=== Begin Enclosure ===

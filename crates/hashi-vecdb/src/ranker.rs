//! Brute-force top-K search of a target space for a mapped query vector.

use std::cmp::Ordering;

use candle_core::{Device, Tensor};
use hashi_core::{
    Candidate, EmbeddingSpace, HashiError, MappingMatrix, Result, SimilarityResult,
};
use tracing::debug;

/// Number of candidates returned when the caller does not ask for a cutoff.
pub const DEFAULT_CUTOFF: usize = 10;

/// Ranks target-language words for source-language queries through a
/// trained mapping.
///
/// Scores are dot products between the mapped query `z' = W · v` and the
/// unit-normalized target vectors, i.e. cosine similarity scaled by `|z'|`.
/// Every query scans the whole target vocabulary.
pub struct SimilarityRanker<'a> {
    source: &'a dyn EmbeddingSpace,
    target: &'a dyn EmbeddingSpace,
    mapping: &'a MappingMatrix,
}

impl<'a> SimilarityRanker<'a> {
    /// # Errors
    /// [`HashiError::Dimension`] if `mapping` does not go from the source
    /// space's dimension to the target space's.
    pub fn new(
        source: &'a dyn EmbeddingSpace,
        target: &'a dyn EmbeddingSpace,
        mapping: &'a MappingMatrix,
    ) -> Result<Self> {
        if mapping.source_dim() != source.dimension() {
            return Err(HashiError::dimension(
                "mapping input width",
                source.dimension(),
                mapping.source_dim(),
            ));
        }
        if mapping.target_dim() != target.dimension() {
            return Err(HashiError::dimension(
                "mapping output height",
                target.dimension(),
                mapping.target_dim(),
            ));
        }
        Ok(Self {
            source,
            target,
            mapping,
        })
    }

    /// The `cutoff` target words most similar to the mapped vector of
    /// `token`, best first.
    ///
    /// A token the source space does not know yields an empty result.
    pub fn rank(&self, token: &str, cutoff: usize) -> Result<SimilarityResult> {
        match self.source.lookup(token) {
            Some(vector) => self.rank_source_vector(vector, cutoff),
            None => {
                debug!("{:?} is not in the source vocabulary", token);
                Ok(SimilarityResult::empty())
            }
        }
    }

    /// Maps a raw source-space vector and ranks the target space against it.
    pub fn rank_source_vector(&self, vector: &[f32], cutoff: usize) -> Result<SimilarityResult> {
        let projected = self.mapping.project(vector)?;
        self.rank_vector(&projected, cutoff)
    }

    /// Ranks the target space against a vector already in target
    /// coordinates.
    pub fn rank_vector(&self, query: &[f32], cutoff: usize) -> Result<SimilarityResult> {
        let dim = self.target.dimension();
        if query.len() != dim {
            return Err(HashiError::dimension("target query vector", dim, query.len()));
        }
        if cutoff == 0 || self.target.is_empty() {
            return Ok(SimilarityResult::empty());
        }

        let scores = similarity_scores(self.target, query)?;
        let top = top_k(&scores, cutoff, |i| self.target.word(i).unwrap_or_default());

        let candidates = top
            .into_iter()
            .map(|i| Candidate::new(self.target.word(i).unwrap_or_default(), scores[i]))
            .collect();
        Ok(SimilarityResult::new(candidates))
    }
}

/// Dot product of `query` with every unit-normalized vector of `space`, in
/// vocabulary order.
pub fn similarity_scores(space: &dyn EmbeddingSpace, query: &[f32]) -> Result<Vec<f32>> {
    let matrix = space.normalized_matrix();
    let (rows, cols) = matrix.dims2()?;
    if cols != query.len() {
        return Err(HashiError::dimension("normalized matrix width", query.len(), cols));
    }
    if rows != space.len() {
        return Err(HashiError::dimension("normalized matrix rows", space.len(), rows));
    }

    let column = Tensor::from_slice(query, (cols, 1), &Device::Cpu)?;
    let scores = matrix.matmul(&column)?.squeeze(1)?.to_vec1::<f32>()?;
    Ok(scores)
}

/// Indices of the `k` highest scores, best first. Equal scores are ordered
/// by ascending word so results do not depend on vocabulary order. NaN
/// scores rank below every number.
pub fn top_k<'w, F>(scores: &[f32], k: usize, word: F) -> Vec<usize>
where
    F: Fn(usize) -> &'w str,
{
    let key = |i: usize| {
        let s = scores[i];
        if s.is_nan() { f32::NEG_INFINITY } else { s }
    };
    let compare = |&a: &usize, &b: &usize| -> Ordering {
        key(b)
            .total_cmp(&key(a))
            .then_with(|| word(a).cmp(word(b)))
    };

    if k == 0 {
        return Vec::new();
    }
    let mut order: Vec<usize> = (0..scores.len()).collect();
    if k < order.len() {
        order.select_nth_unstable_by(k - 1, compare);
        order.truncate(k);
    }
    order.sort_unstable_by(compare);
    order
}

#[cfg(test)]
mod tests {
    use super::*;
    use hashi_core::InMemorySpace;

    fn identity(dim: usize) -> MappingMatrix {
        let mut data = vec![0.0; dim * dim];
        for i in 0..dim {
            data[i * dim + i] = 1.0;
        }
        MappingMatrix::from_vec(data, dim, dim).unwrap()
    }

    fn spaces() -> (InMemorySpace, InMemorySpace) {
        let en = InMemorySpace::new(
            2,
            vec![("mother", vec![1.0, 0.1]), ("father", vec![0.1, 1.0])],
        )
        .unwrap();
        let de = InMemorySpace::new(
            2,
            vec![
                ("Vater", vec![0.0, 5.0]),
                ("Mutter", vec![3.0, 0.0]),
                ("Kind", vec![1.0, 1.0]),
                ("Haus", vec![-1.0, -1.0]),
            ],
        )
        .unwrap();
        (en, de)
    }

    #[test]
    fn ranks_by_direction_not_length() {
        let (en, de) = spaces();
        let w = identity(2);
        let ranker = SimilarityRanker::new(&en, &de, &w).unwrap();
        let result = ranker.rank("mother", 10).unwrap();
        assert_eq!(result.words(), vec!["Mutter", "Kind", "Vater", "Haus"]);

        let result = ranker.rank("father", 1).unwrap();
        assert_eq!(result.words(), vec!["Vater"]);
    }

    #[test]
    fn scores_are_non_increasing_and_may_be_negative() {
        let (en, de) = spaces();
        let w = identity(2);
        let result = SimilarityRanker::new(&en, &de, &w)
            .unwrap()
            .rank("mother", 10)
            .unwrap();
        let scores: Vec<f32> = result.iter().map(|c| c.score).collect();
        assert!(scores.windows(2).all(|p| p[0] >= p[1]));
        assert!(scores[3] < 0.0);
        // mother = (1, 0.1) against unit Mutter = (1, 0)
        assert!((scores[0] - 1.0).abs() < 1e-6);
    }

    #[test]
    fn unknown_token_gives_empty_result() {
        let (en, de) = spaces();
        let w = identity(2);
        let ranker = SimilarityRanker::new(&en, &de, &w).unwrap();
        assert!(ranker.rank("Mother", 10).unwrap().is_empty());
    }

    #[test]
    fn cutoff_larger_than_vocabulary_returns_everything() {
        let (en, de) = spaces();
        let w = identity(2);
        let ranker = SimilarityRanker::new(&en, &de, &w).unwrap();
        assert_eq!(ranker.rank("father", 1000).unwrap().len(), de.len());
        assert!(ranker.rank("father", 0).unwrap().is_empty());
    }

    #[test]
    fn mapping_is_applied_before_search() {
        let (en, de) = spaces();
        // swaps the two coordinates, so "mother" lands on "Vater"
        let swap = MappingMatrix::from_rows(vec![vec![0.0, 1.0], vec![1.0, 0.0]], 2).unwrap();
        let ranker = SimilarityRanker::new(&en, &de, &swap).unwrap();
        assert_eq!(
            ranker.rank("mother", 1).unwrap().best().map(|c| c.word.as_str()),
            Some("Vater")
        );
    }

    #[test]
    fn cross_dimension_mapping() {
        let en = InMemorySpace::new(3, vec![("one", vec![1.0, 2.0, 3.0])]).unwrap();
        let de = InMemorySpace::new(
            2,
            vec![("eins", vec![1.0, 1.0]), ("zwei", vec![1.0, -1.0])],
        )
        .unwrap();
        // W · (1, 2, 3) = (6, 6)
        let w = MappingMatrix::from_rows(vec![vec![1.0, 1.0, 1.0], vec![0.0, 0.0, 2.0]], 3)
            .unwrap();
        let result = SimilarityRanker::new(&en, &de, &w)
            .unwrap()
            .rank("one", 10)
            .unwrap();
        assert_eq!(result.words(), vec!["eins", "zwei"]);
        assert!((result.iter().next().unwrap().score - 12.0 / 2f32.sqrt()).abs() < 1e-4);
    }

    #[test]
    fn rejects_mismatched_mapping() {
        let (en, de) = spaces();
        let w = identity(3);
        assert!(matches!(
            SimilarityRanker::new(&en, &de, &w),
            Err(HashiError::Dimension { .. })
        ));
    }

    #[test]
    fn rank_vector_checks_length() {
        let (en, de) = spaces();
        let w = identity(2);
        let ranker = SimilarityRanker::new(&en, &de, &w).unwrap();
        assert!(matches!(
            ranker.rank_vector(&[1.0, 0.0, 0.0], 3),
            Err(HashiError::Dimension { .. })
        ));
        assert!(matches!(
            ranker.rank_source_vector(&[1.0], 3),
            Err(HashiError::Dimension { .. })
        ));
    }

    #[test]
    fn ties_break_by_word() {
        let words = ["pear", "apple", "fig", "banana"];
        let scores = [0.5, 0.5, 0.9, 0.5];
        let order = top_k(&scores, 4, |i| words[i]);
        let ranked: Vec<&str> = order.iter().map(|&i| words[i]).collect();
        assert_eq!(ranked, vec!["fig", "apple", "banana", "pear"]);

        let order = top_k(&scores, 2, |i| words[i]);
        let ranked: Vec<&str> = order.iter().map(|&i| words[i]).collect();
        assert_eq!(ranked, vec!["fig", "apple"]);
    }

    #[test]
    fn nan_scores_sink_to_the_end() {
        let words = ["Bad", "Mutter", "Vater"];
        let scores = [f32::NAN, 1.0, -0.5];
        let order = top_k(&scores, 3, |i| words[i]);
        assert_eq!(order, vec![1, 2, 0]);
        assert_eq!(top_k(&scores, 1, |i| words[i]), vec![1]);
    }

    #[test]
    fn top_k_partial_selection_matches_full_sort() {
        let mut rng = oorandom::Rand32::new(3);
        let scores: Vec<f32> = (0..500).map(|_| rng.rand_float()).collect();
        let names: Vec<String> = (0..500).map(|i| format!("w{i:03}")).collect();
        let full = top_k(&scores, scores.len(), |i| names[i].as_str());
        let partial = top_k(&scores, 25, |i| names[i].as_str());
        assert_eq!(&full[..25], &partial[..]);
    }

    #[test]
    fn empty_target_space() {
        let en = InMemorySpace::new(2, vec![("mother", vec![1.0, 0.0])]).unwrap();
        let de = InMemorySpace::new(2, Vec::<(String, Vec<f32>)>::new()).unwrap();
        let w = identity(2);
        let ranker = SimilarityRanker::new(&en, &de, &w).unwrap();
        assert!(ranker.rank("mother", 10).unwrap().is_empty());
    }
}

=== End Enclosure ===

> Your assignment: If a line above holds the word "Vater", copy it.

> Task result:
                ("Vater", vec![0.0, 5.0]),
        assert_eq!(result.words(), vec!["Mutter", "Kind", "Vater", "Haus"]);
        assert_eq!(result.words(), vec!["Vater"]);
        // swaps the two coordinates, so "mother" lands on "Vater"
            Some("Vater")
        let words = ["Bad", "Mutter", "Vater"];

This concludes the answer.